If you run openmv like a standard UVC webcam then you can use mjpg-streamer MJPG-streamer download | SourceForge.net which allows both streaming and snapping frames for downloads, I came across a video UVC Webcam Support for your OpenMV Cam - YouTube where you can set up UVC on the OpenMV but I couldn’t get it to work. I couldn’t find any more documentation.
UVC comes standard with JeVois and using a Raspberry camera so it would be great to figure this out with OpenMV but then when running it this way you are not harnessing the its image processing tools then it just becomes an expensive webcam. So more ideally you just want a way to download pictures and image processing data conveniently but this is what is perplexing with this tool since I find it pretty cryptic to use. You can also do image processing offline with a webcam using tools like python/opencv using a standard webcam.
When using UVC we assume you have a powerful host to do the image processing (i.e RPi) doesn’t make sense to do any processing then on OpenMV.
This feature is implemented specifically to allow folks to use their expensive FLIRs with other boards, otherwise it’s kinda pointless since you could just use any webcam.
EDIT: To revert back to the default firmware, just upload firmware.bin, however you need to connect the cam after clicking on Run Bootloader->Run.
Although it is mpen_streamer.py,
It works with OPEN MV IDE for windows, but
I tried to make it run on Linux
“ImportError: no module named 'usocket”
I get an error
How to install modules
I do not know so please advise
Hi, our scripts don’t run on CPython in linux. MicroPython which runs on our board parses and compiles python code. However, this doesn’t mean the modules/libraries etc. are the same.
Anyway, is your goal to the use the OpenMV Cam as a webcam? This is not it’s design purpose. We built it to process images onboard and to not send them really anywhere. While we have some examples showing this off… and while it is possible the performance for this type of application isn’t really great. Anyway, if you really need to send image data you won’t want to use WiFi. Pretty much all the Microcontroller WiFi based solutions don’t have the buffers onboard to handle image data through and offer poor results. If you want to send image data using the OpenMV Cam’s VCP USB interface will offer the best results.
Hi, you can open the file like you would any file in python and then use the wifi shield to open a socket to transfer the image over TCP. This is more or less straight forward python code.
Um, I can’t actually write the code to do all of this. I don’t really have the time anymore… but, also, there are several steps. Once big issue you’ll find is that the latency on doing this type of thing will be very high… the OpenMV Cam is not a WiFi camera. Is your goal to live stream images? If so, we have an MJPEG example, but, that’s about the best you’re going to get.

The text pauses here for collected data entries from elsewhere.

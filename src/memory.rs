use crate::constants::{FONT_SET, FONT_START, MAX_ROM_SIZE, MEMORY_SIZE, PROGRAM_START};
use crate::error::{Chip8Error, Result};

/// # Memory
/// The flat 4096-byte addressable space.
///
/// Layout:
/// - `0x000..0x200` is reserved for the interpreter; the only populated part
///   is the font sprite sheet at `0x050..0x0A0`
/// - `0x200..` holds the loaded ROM and its working storage
///
/// Every access is bounds checked and reports `AddressOutOfRange` rather than
/// panicking; callers that dereference the index register mask it to 12 bits
/// before handing the address over.
pub struct Memory {
    bytes: [u8; MEMORY_SIZE],
}

impl Memory {
    pub fn new() -> Self {
        let mut bytes = [0; MEMORY_SIZE];
        let font = FONT_START as usize;
        bytes[font..font + FONT_SET.len()].copy_from_slice(&FONT_SET);
        Memory { bytes }
    }

    /// Copy a ROM verbatim into memory starting at the program origin.
    ///
    /// Bytes past the end of the ROM keep their prior (zero) value.
    pub fn load_rom(&mut self, rom: &[u8]) -> Result<()> {
        if rom.is_empty() {
            return Err(Chip8Error::EmptyRom);
        }
        if rom.len() > MAX_ROM_SIZE {
            return Err(Chip8Error::RomTooLarge(rom.len()));
        }
        let start = PROGRAM_START as usize;
        self.bytes[start..start + rom.len()].copy_from_slice(rom);
        Ok(())
    }

    /// Fetch a big-endian 16-bit word from two consecutive bytes.
    pub fn read_word(&self, addr: u16) -> Result<u16> {
        let a = addr as usize;
        if a + 1 >= MEMORY_SIZE {
            return Err(Chip8Error::AddressOutOfRange(addr));
        }
        Ok(u16::from(self.bytes[a]) << 8 | u16::from(self.bytes[a + 1]))
    }

    pub fn read(&self, addr: u16, len: usize) -> Result<&[u8]> {
        let a = addr as usize;
        if a + len > MEMORY_SIZE {
            return Err(Chip8Error::AddressOutOfRange(addr));
        }
        Ok(&self.bytes[a..a + len])
    }

    pub fn write(&mut self, addr: u16, data: &[u8]) -> Result<()> {
        let a = addr as usize;
        if a + data.len() > MEMORY_SIZE {
            return Err(Chip8Error::AddressOutOfRange(addr));
        }
        self.bytes[a..a + data.len()].copy_from_slice(data);
        Ok(())
    }
}

impl Default for Memory {
    fn default() -> Self {
        Self::new()
    }
}
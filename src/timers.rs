/// # Timers
/// The delay and sound countdown timers.
///
/// Both are 8-bit saturating counters decremented once per external tick,
/// conventionally at 60Hz; the driver owns that clock. The sound timer is
/// "active" (tone on) whenever it is nonzero.
pub struct Timers {
    delay: u8,
    sound: u8,
}

impl Timers {
    pub fn new() -> Self {
        Timers { delay: 0, sound: 0 }
    }

    /// Decrement each nonzero counter by one; counters at zero stay there.
    pub fn tick(&mut self) {
        self.delay = self.delay.saturating_sub(1);
        self.sound = self.sound.saturating_sub(1);
    }

    pub fn delay(&self) -> u8 {
        self.delay
    }

    pub fn set_delay(&mut self, value: u8) {
        self.delay = value;
    }

    pub fn set_sound(&mut self, value: u8) {
        self.sound = value;
    }

    pub fn sound_active(&self) -> bool {
        self.sound > 0
    }
}

impl Default for Timers {
    fn default() -> Self {
        Self::new()
    }
}

#[cfg(test)]
mod tests {
    use super::*;

    #[test]
    fn test_tick_counts_down_to_zero_and_saturates() {
        let mut timers = Timers::new();
        timers.set_delay(3);
        for expected in [2, 1, 0] {
            timers.tick();
            assert_eq!(timers.delay(), expected);
        }
        timers.tick();
        assert_eq!(timers.delay(), 0);
    }

    #[test]
    fn test_timers_tick_independently() {
        let mut timers = Timers::new();
        timers.set_delay(2);
        timers.set_sound(1);
        timers.tick();
        assert_eq!(timers.delay(), 1);
        assert!(!timers.sound_active());
    }

    #[test]
    fn test_sound_is_active_while_nonzero() {
        let mut timers = Timers::new();
        assert!(!timers.sound_active());
        timers.set_sound(2);
        assert!(timers.sound_active());
        timers.tick();
        assert!(timers.sound_active());
        timers.tick();
        assert!(!timers.sound_active());
    }
}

Hmm, so, do you want video quality as high as that camera in the video? Our product really isn’t designed around steaming frames. We can JPEG compress stills and send them to the wifi shield over SPI… But, the WiFi shield’s internal MCU can’t really buffer large data packets which makes it slow at streaming live video. It’s really just meant for MQTT like data transfer.
Okay, um, so, wifi is definitely the fastest way to move data. However, you’re going to want to send UDP packets because TCP causes a lot of issues.

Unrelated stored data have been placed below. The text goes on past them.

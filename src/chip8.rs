use log::trace;

use crate::constants::{FONT_GLYPH_SIZE, FONT_START, KEY_COUNT, PROGRAM_START, REGISTER_COUNT};
use crate::display::{Display, FrameBuffer};
use crate::error::{Chip8Error, Result};
use crate::instruction::Instruction;
use crate::memory::Memory;
use crate::rng::ByteSource;
use crate::stack::CallStack;
use crate::timers::Timers;

/// A snapshot of the pressed status of the 16 logical keys 0x0..0xF.
pub type Keypad = [bool; KEY_COUNT];

/// # Chip-8
/// Chip-8 is a virtual machine and corresponding interpreted language.
///
/// Tracks the 16 general purpose registers (VF doubling as the flag
/// register), the index register, the program counter, and the owned
/// memory, call stack, display, timers, and random byte source.
///
/// Supplies interfaces for:
/// - loading ROMs
/// - advancing the CPU one fetch/decode/execute cycle against a keypad snapshot
/// - advancing the timers at the driver's tick rate
/// - inspecting the frame buffer and the sound-on signal for presentation
///
/// The driver owns both clocks: it calls `step` at the instruction rate and
/// `tick` at the timer rate (conventionally ~500Hz and 60Hz). Cycle failures
/// are returned as values and leave everything but the already-advanced
/// program counter untouched.
pub struct Chip8 {
    v: [u8; REGISTER_COUNT],
    i: u16,
    pc: u16,
    memory: Memory,
    stack: CallStack,
    display: Display,
    timers: Timers,
    rng: ByteSource,
    /// The keypad snapshot from the previous cycle, for edge detection.
    last_keys: Keypad,
    draw_flag: bool,
}

impl Chip8 {
    pub fn new() -> Self {
        Self::with_rng(ByteSource::from_entropy())
    }

    /// A machine whose random byte sequence is pinned by `seed`.
    pub fn with_seed(seed: u64) -> Self {
        Self::with_rng(ByteSource::from_seed(seed))
    }

    fn with_rng(rng: ByteSource) -> Self {
        Chip8 {
            v: [0; REGISTER_COUNT],
            i: 0,
            pc: PROGRAM_START,
            memory: Memory::new(),
            stack: CallStack::new(),
            display: Display::new(),
            timers: Timers::new(),
            rng,
            last_keys: [false; KEY_COUNT],
            draw_flag: false,
        }
    }

    /// Load a ROM image and restart execution at the program origin.
    pub fn load_rom(&mut self, rom: &[u8]) -> Result<()> {
        self.memory.load_rom(rom)?;
        self.pc = PROGRAM_START;
        Ok(())
    }

    /// Advance the CPU by a single cycle.
    ///
    /// Fetches the word at the program counter, advances the counter past it,
    /// then executes. The advance happens before dispatch so control-flow
    /// instructions that set the counter are not clobbered afterwards; a word
    /// that decodes to nothing still advances before it is reported.
    pub fn step(&mut self, keys: Keypad) -> Result<()> {
        let op = self.memory.read_word(self.pc)?;
        trace!(
            "{:04X} v{:02X?} i{:04X} pc{:04X}",
            op,
            self.v,
            self.i,
            self.pc
        );
        let instruction = Instruction::decode(op);
        self.pc += 2;
        let result = match instruction {
            Some(instruction) => self.execute(instruction, &keys),
            None => Err(Chip8Error::IllegalInstruction(op)),
        };
        self.last_keys = keys;
        result
    }

    /// Advance the delay and sound timers by one tick.
    pub fn tick(&mut self) {
        self.timers.tick();
    }

    /// Whether the driver should be playing a tone.
    pub fn sound_active(&self) -> bool {
        self.timers.sound_active()
    }

    /// Returns a copy of the frame buffer if the display changed since the
    /// last call, clearing the redraw flag.
    pub fn get_frame(&mut self) -> Option<FrameBuffer> {
        if self.draw_flag {
            self.draw_flag = false;
            Some(*self.display.pixels())
        } else {
            None
        }
    }

    fn execute(&mut self, instruction: Instruction, keys: &Keypad) -> Result<()> {
        match instruction {
            Instruction::Clear => {
                self.display.clear();
                self.draw_flag = true;
            }
            Instruction::Return => self.pc = self.stack.pop()?,
            Instruction::Jump { nnn } => self.pc = nnn,
            Instruction::Call { nnn } => {
                // the counter already points past the call instruction
                self.stack.push(self.pc)?;
                self.pc = nnn;
            }
            Instruction::SkipEq { x, kk } => {
                if self.v[x as usize] == kk {
                    self.pc += 2;
                }
            }
            Instruction::SkipNe { x, kk } => {
                if self.v[x as usize] != kk {
                    self.pc += 2;
                }
            }
            Instruction::SkipEqReg { x, y } => {
                if self.v[x as usize] == self.v[y as usize] {
                    self.pc += 2;
                }
            }
            Instruction::Load { x, kk } => self.v[x as usize] = kk,
            Instruction::Add { x, kk } => {
                self.v[x as usize] = self.v[x as usize].wrapping_add(kk)
            }
            Instruction::Move { x, y } => self.v[x as usize] = self.v[y as usize],
            Instruction::Or { x, y } => self.v[x as usize] |= self.v[y as usize],
            Instruction::And { x, y } => self.v[x as usize] &= self.v[y as usize],
            Instruction::Xor { x, y } => self.v[x as usize] ^= self.v[y as usize],
            Instruction::AddReg { x, y } => {
                let (res, carry) = self.v[x as usize].overflowing_add(self.v[y as usize]);
                self.v[x as usize] = res;
                self.v[0xF] = carry as u8;
            }
            Instruction::Sub { x, y } => {
                let (res, borrow) = self.v[x as usize].overflowing_sub(self.v[y as usize]);
                self.v[x as usize] = res;
                // inverted polarity relative to add: set means no borrow
                self.v[0xF] = !borrow as u8;
            }
            Instruction::ShiftRight { x } => {
                let ejected = self.v[x as usize] & 0x1;
                self.v[x as usize] >>= 1;
                self.v[0xF] = ejected;
            }
            Instruction::SubNeg { x, y } => {
                let (res, borrow) = self.v[y as usize].overflowing_sub(self.v[x as usize]);
                self.v[x as usize] = res;
                self.v[0xF] = !borrow as u8;
            }
            Instruction::ShiftLeft { x } => {
                let ejected = self.v[x as usize] >> 7;
                self.v[x as usize] <<= 1;
                self.v[0xF] = ejected;
            }
            Instruction::SkipNeReg { x, y } => {
                if self.v[x as usize] != self.v[y as usize] {
                    self.pc += 2;
                }
            }
            Instruction::LoadIndex { nnn } => self.i = nnn,
            Instruction::JumpV0 { nnn } => self.pc = nnn + u16::from(self.v[0x0]),
            Instruction::Rand { x, kk } => self.v[x as usize] = self.rng.next_byte() & kk,
            Instruction::Draw { x, y, n } => {
                let sprite = self.memory.read(self.i & 0x0FFF, n as usize)?;
                let collision =
                    self.display
                        .draw_sprite(self.v[x as usize], self.v[y as usize], sprite);
                self.v[0xF] = collision as u8;
                self.draw_flag = true;
            }
            Instruction::SkipKey { x } => {
                if keys[(self.v[x as usize] & 0xF) as usize] {
                    self.pc += 2;
                }
            }
            Instruction::SkipNoKey { x } => {
                if !keys[(self.v[x as usize] & 0xF) as usize] {
                    self.pc += 2;
                }
            }
            Instruction::ReadDelay { x } => self.v[x as usize] = self.timers.delay(),
            Instruction::WaitKey { x } => {
                // satisfied only by a key that went down this cycle; otherwise
                // step the counter back so the instruction re-decodes itself
                match (0..KEY_COUNT).find(|&key| keys[key] && !self.last_keys[key]) {
                    Some(key) => self.v[x as usize] = key as u8,
                    None => self.pc -= 2,
                }
            }
            Instruction::SetDelay { x } => self.timers.set_delay(self.v[x as usize]),
            Instruction::SetSound { x } => self.timers.set_sound(self.v[x as usize]),
            Instruction::AddIndex { x } => {
                self.i = self.i.wrapping_add(u16::from(self.v[x as usize]))
            }
            Instruction::LoadFont { x } => {
                self.i = FONT_START + u16::from(self.v[x as usize] & 0xF) * FONT_GLYPH_SIZE
            }
            Instruction::StoreBcd { x } => {
                let value = self.v[x as usize];
                let bcd = [value / 100, value / 10 % 10, value % 10];
                self.memory.write(self.i & 0x0FFF, &bcd)?;
            }
            Instruction::StoreRegisters { x } => {
                let registers = &self.v[..=x as usize];
                self.memory.write(self.i & 0x0FFF, registers)?;
            }
            Instruction::ReadRegisters { x } => {
                let len = x as usize + 1;
                let bytes = self.memory.read(self.i & 0x0FFF, len)?;
                self.v[..len].copy_from_slice(bytes);
            }
        }
        Ok(())
    }
}

impl Default for Chip8 {
    fn default() -> Self {
        Self::new()
    }
}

I don’t really have a template for how to do this data transfer… however, luckily, we have some infrastructure setup for you. So, the first thing to do would be to get UDP packets sent from your camera to an application. You may use our WiFi shield using python UDP sockets… or you can use an EPS32. Whatever the case, we’ve got all the code in place for JPEG compressing images fast and giving you that byte stream over serial or SPI.

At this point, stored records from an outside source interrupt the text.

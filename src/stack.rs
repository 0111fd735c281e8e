use crate::constants::STACK_DEPTH;
use crate::error::{Chip8Error, Result};

/// # CallStack
/// A fixed-depth stack of subroutine return addresses.
///
/// Overflow and underflow are reported rather than wrapped so a runaway
/// program surfaces as a recoverable cycle failure.
pub struct CallStack {
    frames: [u16; STACK_DEPTH],
    /// Index of the next free slot.
    sp: usize,
}

impl CallStack {
    pub fn new() -> Self {
        CallStack {
            frames: [0; STACK_DEPTH],
            sp: 0,
        }
    }

    pub fn push(&mut self, addr: u16) -> Result<()> {
        if self.sp == STACK_DEPTH {
            return Err(Chip8Error::StackOverflow);
        }
        self.frames[self.sp] = addr;
        self.sp += 1;
        Ok(())
    }

    pub fn pop(&mut self) -> Result<u16> {
        if self.sp == 0 {
            return Err(Chip8Error::StackUnderflow);
        }
        self.sp -= 1;
        Ok(self.frames[self.sp])
    }
}

impl Default for CallStack {
    fn default() -> Self {
        Self::new()
    }
}
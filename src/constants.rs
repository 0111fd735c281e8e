/// Size of the addressable memory space in bytes.
pub const MEMORY_SIZE: usize = 4096;

/// Where loaded programs begin and where the program counter starts.
///
/// Everything below this address is reserved for the interpreter itself;
/// the only thing stored there today is the font sprite sheet.
pub const PROGRAM_START: u16 = 0x200;

/// The largest ROM that fits between the program origin and the end of memory.
pub const MAX_ROM_SIZE: usize = MEMORY_SIZE - PROGRAM_START as usize;

/// Where the font sprite sheet is preloaded.
pub const FONT_START: u16 = 0x050;

/// Bytes per font glyph (each glyph is 8x5 pixels).
pub const FONT_GLYPH_SIZE: u16 = 5;

pub const DISPLAY_WIDTH: usize = 64;
pub const DISPLAY_HEIGHT: usize = 32;

/// Maximum call nesting before a subroutine call reports overflow.
pub const STACK_DEPTH: usize = 16;

pub const REGISTER_COUNT: usize = 16;
pub const KEY_COUNT: usize = 16;

/// Sprites for the hexadecimal digits 0..F
///
/// Each digit is represented by 5 bytes where each bit is one pixel.
/// e.g. 0xF0, 0x90, 0x90, 0x90, 0xF0 is 0:
/// ```text
/// 1111 0000
/// 1001 0000
/// 1001 0000
/// 1001 0000
/// 1111 0000
/// ```
pub const FONT_SET: [u8; 80] = [
    0xF0, 0x90, 0x90, 0x90, 0xF0, // 0
    0x20, 0x60, 0x20, 0x20, 0x70, // 1
    0xF0, 0x10, 0xF0, 0x80, 0xF0, // 2
    0xF0, 0x10, 0xF0, 0x10, 0xF0, // 3
    0x90, 0x90, 0xF0, 0x10, 0x10, // 4
    0xF0, 0x80, 0xF0, 0x10, 0xF0, // 5
    0xF0, 0x80, 0xF0, 0x90, 0xF0, // 6
    0xF0, 0x10, 0x20, 0x40, 0x40, // 7
    0xF0, 0x90, 0xF0, 0x90, 0xF0, // 8
    0xF0, 0x90, 0xF0, 0x10, 0xF0, // 9
    0xF0, 0x90, 0xF0, 0x90, 0x90, // A
    0xE0, 0x90, 0xE0, 0x90, 0xE0, // B
    0xF0, 0x80, 0x80, 0x80, 0xF0, // C
    0xE0, 0x90, 0x90, 0x90, 0xE0, // D
    0xF0, 0x80, 0xF0, 0x80, 0xF0, // E
    0xF0, 0x80, 0xF0, 0x80, 0x80, // F
];
use std::path::PathBuf;

use bookmatch_core::SwipeSettings;
use bookmatch_store::LatencySettings;
use log::LevelFilter;

use super::logging::LogDestination;

const STATE_DIRNAME: &str = ".bookmatch";

/// Settings for one run of the terminal front end.
#[derive(Debug, Clone)]
pub struct AppConfig {
    /// Holds the saved-books entry and the log file.
    pub state_dir: PathBuf,
    pub log_destination: LogDestination,
    pub log_level: LevelFilter,
    /// Fixed shuffle seed; `None` draws one from the OS.
    pub seed: Option<u64>,
    pub latency: LatencySettings,
    pub swipe: SwipeSettings,
}

impl Default for AppConfig {
    fn default() -> Self {
        let state_dir = std::env::current_dir()
            .unwrap_or_else(|_| PathBuf::from("."))
            .join(STATE_DIRNAME);
        Self {
            state_dir,
            log_destination: LogDestination::File,
            log_level: LevelFilter::Info,
            seed: None,
            latency: LatencySettings::default(),
            swipe: SwipeSettings::default(),
        }
    }
}
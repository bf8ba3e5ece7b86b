use bookmatch_core::{Msg, ALL_GENRES};
use thiserror::Error;

#[derive(Debug, Clone, Copy, PartialEq, Eq)]
pub enum Screen {
    Discover,
    Library,
    Profile,
    Matches,
}

#[derive(Debug, Clone, PartialEq)]
pub enum Command {
    /// Forwarded to the discover page state machine.
    Discover(Msg),
    Open(Screen),
    /// Raw id as typed; validated by the store.
    OpenChat(String),
    Say(String),
    EditName(String),
    EditGoal(String),
    EditGenre(&'static str),
    SaveProfile,
    CancelEdit,
    Help,
    Quit,
}

#[derive(Debug, Clone, PartialEq, Eq, Error)]
pub enum CommandError {
    #[error("unknown command {0:?}; type `help`")]
    Unknown(String),
    #[error("`{0}` needs an argument")]
    MissingArgument(&'static str),
    #[error("not a drag distance: {0:?}")]
    BadOffset(String),
    #[error("unknown genre {0:?}")]
    UnknownGenre(String),
}

pub const HELP: &str = "\
discover screen:  like | pass | super | drag <dx> | genre <name> | clear | retry
navigation:       discover | library | profile | matches | chat <match id>
chat:             say <message>
profile editing:  name <text> | goal <number> | fav <genre> | save | cancel
other:            help | quit";

pub fn parse_command(line: &str) -> Result<Option<Command>, CommandError> {
    let line = line.trim();
    if line.is_empty() {
        return Ok(None);
    }
    let (verb, rest) = match line.split_once(char::is_whitespace) {
        Some((verb, rest)) => (verb, rest.trim()),
        None => (line, ""),
    };

    let command = match verb.to_ascii_lowercase().as_str() {
        "like" | "l" => Command::Discover(Msg::LikeClicked),
        "pass" | "p" => Command::Discover(Msg::PassClicked),
        "super" | "s" => Command::Discover(Msg::SuperLikeClicked),
        "drag" => {
            let raw = required(rest, "drag")?;
            let offset_x = raw
                .parse::<f32>()
                .map_err(|_| CommandError::BadOffset(raw.to_owned()))?;
            Command::Discover(Msg::DragReleased { offset_x })
        }
        "genre" | "g" => Command::Discover(Msg::GenreToggled(
            canonical_genre(required(rest, "genre")?)?.to_owned(),
        )),
        "clear" => Command::Discover(Msg::GenresCleared),
        "retry" => Command::Discover(Msg::RetryClicked),
        "discover" => Command::Open(Screen::Discover),
        "library" => Command::Open(Screen::Library),
        "profile" => Command::Open(Screen::Profile),
        "matches" => Command::Open(Screen::Matches),
        "chat" => Command::OpenChat(required(rest, "chat")?.to_owned()),
        "say" => Command::Say(required(rest, "say")?.to_owned()),
        "name" => Command::EditName(required(rest, "name")?.to_owned()),
        "goal" => Command::EditGoal(required(rest, "goal")?.to_owned()),
        "fav" => Command::EditGenre(canonical_genre(required(rest, "fav")?)?),
        "save" => Command::SaveProfile,
        "cancel" => Command::CancelEdit,
        "help" | "?" => Command::Help,
        "quit" | "q" | "exit" => Command::Quit,
        _ => return Err(CommandError::Unknown(verb.to_owned())),
    };
    Ok(Some(command))
}

fn required<'a>(rest: &'a str, verb: &'static str) -> Result<&'a str, CommandError> {
    if rest.is_empty() {
        Err(CommandError::MissingArgument(verb))
    } else {
        Ok(rest)
    }
}

fn canonical_genre(raw: &str) -> Result<&'static str, CommandError> {
    ALL_GENRES
        .iter()
        .copied()
        .find(|genre| genre.eq_ignore_ascii_case(raw))
        .ok_or_else(|| CommandError::UnknownGenre(raw.to_owned()))
}
use std::collections::BTreeSet;
use std::sync::Arc;

use bookmatch_core::{Book, LibraryView, Match, User};
use bookmatch_store::{
    bundled_books, bundled_matches, bundled_users, InOrder, LatencySettings, Repository,
    Services, StoreError,
};
use chrono::{TimeZone, Utc};
use pretty_assertions::assert_eq;

fn services() -> Services {
    Services::from_fixtures(LatencySettings::none(), Arc::new(InOrder)).unwrap()
}

#[test]
fn fixtures_have_unique_ids() {
    let books = bundled_books().unwrap();
    let users = bundled_users().unwrap();
    let matches = bundled_matches().unwrap();

    assert!(books.len() >= 15);
    let ids: BTreeSet<u32> = books.iter().map(|b| b.id).collect();
    assert_eq!(ids.len(), books.len());
    assert!(!users.is_empty());
    assert!(matches.iter().all(|m| m.user_id1 != m.user_id2));
}

#[test]
fn fixture_books_only_use_known_genres() {
    for book in bundled_books().unwrap() {
        for genre in &book.genres {
            assert!(
                bookmatch_core::ALL_GENRES.contains(&genre.as_str()),
                "{} has unknown genre {genre}",
                book.title
            );
        }
    }
}

#[tokio::test]
async fn reader_snapshot_feeds_library() {
    let services = services();
    let snapshot = services.load_reader().await.unwrap();

    assert_eq!(snapshot.user.id, 1);
    let view = LibraryView::derive(Some(&snapshot.user), &snapshot.books, &[]);
    assert_eq!(view.finished.len(), snapshot.user.books_read.len());
    assert!(view.goal.is_some());
}

#[tokio::test]
async fn current_user_on_empty_store_fails() {
    let services = Services::new(
        Vec::<Book>::new(),
        Vec::<User>::new(),
        Vec::<Match>::new(),
        LatencySettings::none(),
        Arc::new(InOrder),
    );
    let err = services.load_reader().await.unwrap_err();
    assert!(matches!(err, StoreError::Empty { .. }));
}

#[tokio::test]
async fn chat_load_fails_whole_when_match_missing() {
    let services = services();
    let err = services.load_chat(9999).await.unwrap_err();
    assert!(err.is_not_found());

    let chat = services.load_chat(1).await.unwrap();
    assert_eq!(chat.entry.id, 1);
    assert_eq!(chat.current_user.id, 1);
}

#[tokio::test]
async fn matches_snapshot_and_user_matches_agree() {
    let services = services();
    let snapshot = services.load_matches().await.unwrap();
    let current = snapshot.current_user.id;

    let expected: Vec<u32> = services
        .matches
        .get_user_matches(current)
        .await
        .iter()
        .map(|m| m.id)
        .collect();
    let derived: Vec<u32> = bookmatch_core::user_matches(&snapshot.matches, current)
        .iter()
        .map(|m| m.id)
        .collect();
    assert_eq!(derived, expected);
}

#[tokio::test]
async fn match_create_gets_next_id() {
    let services = services();
    let before = services.matches.get_all().await.unwrap();
    let max_id = before.iter().map(|m| m.id).max().unwrap();

    let created = services
        .matches
        .create(Match {
            id: 0,
            user_id1: 2,
            user_id2: 5,
            shared_books: vec![3],
            last_message: String::new(),
            timestamp: Utc.with_ymd_and_hms(2024, 4, 1, 8, 0, 0).unwrap(),
        })
        .await
        .unwrap();
    assert_eq!(created.id, max_id + 1);
}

As for a protocol, so we have this method called compressed_for_ide() which jpeg compresses an image and then reformats the binary data so you can deal with byte loss and adds a leading and trailing byte flag to the image to know when the data is fully received. This method allows you to just transfer the image with no sync information on the data channel and if all the bytes get through you can display the image. Our IDE technically has support for viewing this through our Open Terminal feature too. However, I haven’t tested if any of this stuff works.